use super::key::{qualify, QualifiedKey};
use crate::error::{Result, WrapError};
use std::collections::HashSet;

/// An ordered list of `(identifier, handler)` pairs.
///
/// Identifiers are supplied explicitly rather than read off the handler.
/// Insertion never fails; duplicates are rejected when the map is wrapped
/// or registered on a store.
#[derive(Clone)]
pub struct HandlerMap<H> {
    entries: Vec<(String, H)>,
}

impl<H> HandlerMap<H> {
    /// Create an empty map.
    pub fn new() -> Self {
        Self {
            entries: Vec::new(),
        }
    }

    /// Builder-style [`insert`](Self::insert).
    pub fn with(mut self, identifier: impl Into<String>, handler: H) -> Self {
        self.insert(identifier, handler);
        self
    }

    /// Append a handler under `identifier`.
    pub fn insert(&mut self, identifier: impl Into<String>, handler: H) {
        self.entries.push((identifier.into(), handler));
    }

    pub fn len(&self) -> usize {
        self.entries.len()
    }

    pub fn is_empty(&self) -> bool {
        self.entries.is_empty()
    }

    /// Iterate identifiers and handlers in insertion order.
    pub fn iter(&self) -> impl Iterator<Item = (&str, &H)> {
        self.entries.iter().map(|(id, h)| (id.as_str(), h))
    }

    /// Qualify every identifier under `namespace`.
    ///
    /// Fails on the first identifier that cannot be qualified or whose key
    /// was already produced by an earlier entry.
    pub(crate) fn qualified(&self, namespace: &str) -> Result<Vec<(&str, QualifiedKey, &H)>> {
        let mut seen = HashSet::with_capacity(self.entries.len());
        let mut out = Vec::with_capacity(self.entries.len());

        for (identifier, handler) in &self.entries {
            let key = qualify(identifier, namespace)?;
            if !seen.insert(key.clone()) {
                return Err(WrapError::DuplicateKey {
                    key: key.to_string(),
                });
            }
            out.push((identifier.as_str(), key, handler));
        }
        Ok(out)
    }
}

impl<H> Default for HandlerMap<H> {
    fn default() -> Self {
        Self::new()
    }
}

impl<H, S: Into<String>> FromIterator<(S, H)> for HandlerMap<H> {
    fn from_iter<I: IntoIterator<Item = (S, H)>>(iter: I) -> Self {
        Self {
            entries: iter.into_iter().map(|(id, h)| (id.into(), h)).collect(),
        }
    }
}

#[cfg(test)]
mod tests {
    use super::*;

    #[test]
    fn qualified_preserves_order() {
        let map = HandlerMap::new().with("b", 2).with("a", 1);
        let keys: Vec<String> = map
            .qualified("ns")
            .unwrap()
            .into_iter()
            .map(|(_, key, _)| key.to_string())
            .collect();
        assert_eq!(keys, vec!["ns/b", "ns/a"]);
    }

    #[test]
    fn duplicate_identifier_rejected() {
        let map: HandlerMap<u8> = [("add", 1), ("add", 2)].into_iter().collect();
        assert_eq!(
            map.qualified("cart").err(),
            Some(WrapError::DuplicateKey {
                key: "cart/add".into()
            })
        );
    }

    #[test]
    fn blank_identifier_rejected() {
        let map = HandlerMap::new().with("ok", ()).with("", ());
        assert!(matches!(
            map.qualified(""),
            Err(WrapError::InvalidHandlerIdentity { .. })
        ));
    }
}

• **What needs to be done**
Repeat only the stretch of lines that opens with the line containing "fn from_iter<I: IntoIterator<Item" and closes with the final line of the entries, both included, exactly as written.

• **Exercise output**
    fn from_iter<I: IntoIterator<Item = (S, H)>>(iter: I) -> Self {
        Self {
            entries: iter.into_iter().map(|(id, h)| (id.into(), h)).collect(),
        }
    }
}

#[cfg(test)]
mod tests {
    use super::*;

    #[test]
    fn qualified_preserves_order() {
        let map = HandlerMap::new().with("b", 2).with("a", 1);
        let keys: Vec<String> = map
            .qualified("ns")
            .unwrap()
            .into_iter()
            .map(|(_, key, _)| key.to_string())
            .collect();
        assert_eq!(keys, vec!["ns/b", "ns/a"]);
    }

    #[test]
    fn duplicate_identifier_rejected() {
        let map: HandlerMap<u8> = [("add", 1), ("add", 2)].into_iter().collect();
        assert_eq!(
            map.qualified("cart").err(),
            Some(WrapError::DuplicateKey {
                key: "cart/add".into()
            })
        );
    }

    #[test]
    fn blank_identifier_rejected() {
        let map = HandlerMap::new().with("ok", ()).with("", ());
        assert!(matches!(
            map.qualified(""),
            Err(WrapError::InvalidHandlerIdentity { .. })
        ));
    }
}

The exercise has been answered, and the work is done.